Quarterly Medical Coding Changes and Updates
Each Quarter PCG will provide a summary of the three biggest medical coding changes in US Healthcare. Each section will be dedicated to a specific quarter. If you wish to get our Quarterly Newsletter with full changes, scenarios and examples, you must consider becoming one or our Payer Organization clients for Virtual Examiner (VE). VE will apply all these changes with a simple update prior to the beginning of the quarter so that your claims can be audited with a potential 100% compliance and maximized cost containment. Click here for more details on Virtual Examiner (VE).

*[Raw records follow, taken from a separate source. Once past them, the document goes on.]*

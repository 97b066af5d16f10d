//! Request types for the Payroll Engine API.
//!
//! JSON bodies and query parameters as received on the wire. Dates travel
//! as `YYYY-MM-DD` strings and are parsed by the engine, which owns the
//! format error.

use rust_decimal::Decimal;
use serde::{Deserialize, Serialize};

use crate::service::{
    AttendanceSubmission, OvertimeSubmission, PayrollRequest, PeriodRequest,
    ReimbursementSubmission,
};

/// Body for `POST /attendances`.
#[derive(Debug, Clone, Serialize, Deserialize)]
pub struct SubmitAttendanceRequest {
    /// The attending employee.
    pub user_id: i64,
    /// The attended day, `YYYY-MM-DD`.
    pub date: String,
    /// The authenticated user making the submission.
    pub by: i64,
}

impl From<SubmitAttendanceRequest> for AttendanceSubmission {
    fn from(request: SubmitAttendanceRequest) -> Self {
        Self {
            user_id: request.user_id,
            date: request.date,
            submitted_by: request.by,
        }
    }
}

/// Body for `POST /overtimes`.
#[derive(Debug, Clone, Serialize, Deserialize)]
pub struct SubmitOvertimeRequest {
    /// The employee that worked overtime.
    pub user_id: i64,
    /// The day the overtime was worked, `YYYY-MM-DD`.
    pub date: String,
    /// Hours worked.
    pub hours: Decimal,
    /// The authenticated user making the submission.
    pub by: i64,
}

impl From<SubmitOvertimeRequest> for OvertimeSubmission {
    fn from(request: SubmitOvertimeRequest) -> Self {
        Self {
            user_id: request.user_id,
            date: request.date,
            hours: request.hours,
            submitted_by: request.by,
        }
    }
}

/// Body for `POST /reimbursements`.
#[derive(Debug, Clone, Serialize, Deserialize)]
pub struct SubmitReimbursementRequest {
    /// The employee claiming reimbursement.
    pub user_id: i64,
    /// The day the expense was incurred, `YYYY-MM-DD`.
    pub date: String,
    /// The claimed amount.
    pub amount: Decimal,
    /// What the expense was for.
    pub description: String,
    /// The authenticated user making the submission.
    pub by: i64,
}

impl From<SubmitReimbursementRequest> for ReimbursementSubmission {
    fn from(request: SubmitReimbursementRequest) -> Self {
        Self {
            user_id: request.user_id,
            date: request.date,
            amount: request.amount,
            description: request.description,
            submitted_by: request.by,
        }
    }
}

/// Body for `POST /periods`.
#[derive(Debug, Clone, Serialize, Deserialize)]
pub struct CreatePeriodRequest {
    /// First day of the period, `YYYY-MM-DD`.
    pub start_date: String,
    /// Last day of the period, `YYYY-MM-DD`.
    pub end_date: String,
    /// The authenticated user creating the period.
    pub by: i64,
}

impl From<CreatePeriodRequest> for PeriodRequest {
    fn from(request: CreatePeriodRequest) -> Self {
        Self {
            start_date: request.start_date,
            end_date: request.end_date,
            created_by: request.by,
        }
    }
}

/// Body for `POST /payrolls`.
#[derive(Debug, Clone, Serialize, Deserialize)]
pub struct CreatePayrollRequest {
    /// The period the payroll covers.
    pub period_id: i64,
    /// The authenticated user creating the payroll.
    pub by: i64,
}

impl From<CreatePayrollRequest> for PayrollRequest {
    fn from(request: CreatePayrollRequest) -> Self {
        Self {
            period_id: request.period_id,
            created_by: request.by,
        }
    }
}

/// Body for `POST /payrolls/:id/run`.
#[derive(Debug, Clone, Serialize, Deserialize)]
pub struct RunPayrollRequest {
    /// The authenticated user running the payroll.
    pub by: i64,
}

/// Query parameters for paginated listings.
#[derive(Debug, Clone, Deserialize)]
pub struct PageQuery {
    /// 1-based page number; defaults to 1.
    pub page: Option<i64>,
    /// Page size; defaults to 20.
    pub limit: Option<i64>,
}

/// Query parameters for per-user paginated listings.
#[derive(Debug, Clone, Deserialize)]
pub struct UserPageQuery {
    /// The user whose records to list.
    pub user_id: i64,
    /// 1-based page number; defaults to 1.
    pub page: Option<i64>,
    /// Page size; defaults to 20.
    pub limit: Option<i64>,
}

#[cfg(test)]
mod tests {
    use super::*;

    #[test]
    fn test_attendance_request_maps_to_submission() {
        let request = SubmitAttendanceRequest {
            user_id: 42,
            date: "2025-06-16".to_string(),
            by: 42,
        };
        let submission: AttendanceSubmission = request.into();
        assert_eq!(submission.user_id, 42);
        assert_eq!(submission.date, "2025-06-16");
        assert_eq!(submission.submitted_by, 42);
    }

    #[test]
    fn test_page_query_fields_are_optional() {
        let query: PageQuery = serde_json::from_str("{}").unwrap();
        assert!(query.page.is_none());
        assert!(query.limit.is_none());
    }
}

Q4 Medical Coding Changes Summary
Accelerated Prior Authorization Expansion for ASC Services
CMS initiated a five-year prior authorization demonstration for high-risk Ambulatory Surgical Center (ASC) procedures across multiple states, signaling a permanent shift toward pre-payment utilization controls. This change materially increases denial risk for cosmetic, reconstructive, and vein procedures when documentation and medical necessity are not validated before the date of service. Payers relying on post-pay review alone will see increased leakage and provider abrasion as retroactive recoveries become more difficult.
High-Cost Gene Therapy Billing and Modifier Risk
The introduction of Encelto, a gene therapy billed at approximately $250,000 per implant, introduces unprecedented financial exposure tied to modifier accuracy and fractional billing. Incorrect unit reporting or repeat service modifiers can result in six-figure overpayments on a single claim.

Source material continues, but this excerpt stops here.